MySQL Correlated Subqueries

Introduction

In MySQL, a correlated subquery is a special type of subquery that references columns from the outer query. Unlike regular subqueries that execute once and return results to the outer query, correlated subqueries run once for each row processed by the outer query. This creates a powerful mechanism for complex data manipulation and filtering.

Think of a correlated subquery as a dependent query - one that cannot stand on its own because it needs information from the outer query to execute properly.

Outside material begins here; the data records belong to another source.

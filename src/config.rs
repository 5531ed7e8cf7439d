//! Run configuration
//!
//! Everything the map depends on is fixed at compile time. The constants are
//! grouped into [`HeatmapConfig`] so each pipeline stage receives them as an
//! explicit argument instead of reading globals.

use std::path::PathBuf;

/// Draw the hand-built legend boxes and labels
pub const DRAW_LEGEND: bool = true;

/// Font size for the per-country count labels
pub const LABEL_FONT_SIZE: f64 = 13.0;

/// Width and height of the (square) figure, in pixels
pub const FIG_SIZE: u32 = 1000;

/// Five-step teal gradient, light to dark
pub const GRADIENT: [&str; 5] = [
    "rgb(190, 226, 222)",
    "rgb(108, 200, 197)",
    "rgb(27, 173, 172)",
    "rgb(14, 133, 136)",
    "rgb(0, 93, 100)",
];

/// Outline accent for priority tier 1
pub const RED: &str = "rgb(250, 86, 93)";

/// Outline accent for priority tier 2
pub const ORANGE: &str = "rgb(247, 150, 70)";

pub const COUNTRIES_PATH: &str = "countries.csv";
pub const PROJECTS_PATH: &str = "projects_anon.csv";
pub const HTML_PATH: &str = "temp-plot.html";
pub const PNG_PATH: &str = "project_counts_heatmap.png";

/// Geographic scope passed to the map projection
pub const MAP_SCOPE: &str = "africa";

pub const TITLE: &str = "Number of projects, by country";

/// Column names of the reference table
#[derive(Debug, Clone)]
pub struct ReferenceColumns {
    pub country: String,
    pub code: String,
    pub priority: String,
}

impl Default for ReferenceColumns {
    fn default() -> Self {
        Self {
            country: "country".to_string(),
            code: "code".to_string(),
            priority: "priority".to_string(),
        }
    }
}

/// Column names of the project roster
#[derive(Debug, Clone)]
pub struct ProjectColumns {
    pub country: String,
    pub engagement: String,
}

impl Default for ProjectColumns {
    fn default() -> Self {
        Self {
            country: "Country".to_string(),
            engagement: "Level of engagement".to_string(),
        }
    }
}

/// Legend placement, in paper coordinates
#[derive(Debug, Clone)]
pub struct LegendConfig {
    pub enabled: bool,
    /// Left edge of the legend boxes
    pub x0: f64,
    /// Vertical position of the legend title
    pub y0: f64,
    /// Distance between legend rows
    pub y_step: f64,
    /// Horizontal gap between a box and its label
    pub x_pad: f64,
}

impl Default for LegendConfig {
    fn default() -> Self {
        Self {
            enabled: DRAW_LEGEND,
            x0: 0.2,
            y0: 0.45,
            y_step: 0.03,
            x_pad: 0.03,
        }
    }
}

/// Colors used by the map layers
#[derive(Debug, Clone)]
pub struct ColorConfig {
    pub gradient: [String; 5],
    pub red: String,
    pub orange: String,
}

impl Default for ColorConfig {
    fn default() -> Self {
        Self {
            gradient: GRADIENT.map(str::to_string),
            red: RED.to_string(),
            orange: ORANGE.to_string(),
        }
    }
}

/// Everything a run needs, built once at startup
#[derive(Debug, Clone)]
pub struct HeatmapConfig {
    pub countries_path: PathBuf,
    pub projects_path: PathBuf,
    pub html_path: PathBuf,
    pub png_path: PathBuf,
    pub reference_columns: ReferenceColumns,
    pub project_columns: ProjectColumns,
    pub legend: LegendConfig,
    pub colors: ColorConfig,
    pub label_font_size: f64,
    pub fig_size: u32,
    pub scope: String,
    pub title: String,
    /// Open the HTML page in the default browser after writing it
    pub auto_open: bool,
    /// Executable used for the PNG export
    pub kaleido_path: PathBuf,
}

impl Default for HeatmapConfig {
    fn default() -> Self {
        Self {
            countries_path: PathBuf::from(COUNTRIES_PATH),
            projects_path: PathBuf::from(PROJECTS_PATH),
            html_path: PathBuf::from(HTML_PATH),
            png_path: PathBuf::from(PNG_PATH),
            reference_columns: ReferenceColumns::default(),
            project_columns: ProjectColumns::default(),
            legend: LegendConfig::default(),
            colors: ColorConfig::default(),
            label_font_size: LABEL_FONT_SIZE,
            fig_size: FIG_SIZE,
            scope: MAP_SCOPE.to_string(),
            title: TITLE.to_string(),
            auto_open: true,
            kaleido_path: PathBuf::from("kaleido"),
        }
    }
}

#[cfg(test)]
mod tests {
    use super::*;

    #[test]
    fn test_default_config_matches_constants() {
        let config = HeatmapConfig::default();
        assert_eq!(config.fig_size, 1000);
        assert_eq!(config.label_font_size, 13.0);
        assert!(config.legend.enabled);
        assert_eq!(config.colors.gradient[0], "rgb(190, 226, 222)");
        assert_eq!(config.colors.gradient[4], "rgb(0, 93, 100)");
        assert_eq!(config.png_path, PathBuf::from("project_counts_heatmap.png"));
    }
}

Basic Concept of Correlated Subqueries

A correlated subquery follows this basic pattern:

sql
SELECT column1, column2, ...
FROM table1 t1
WHERE column1 operator (
    SELECT expression
    FROM table2 t2
    WHERE t2.some_column = t1.other_column
);

The key distinction is that the subquery references the outer query's table (typically through table aliases like t1 and t2). This "correlation" between the queries gives this technique its name.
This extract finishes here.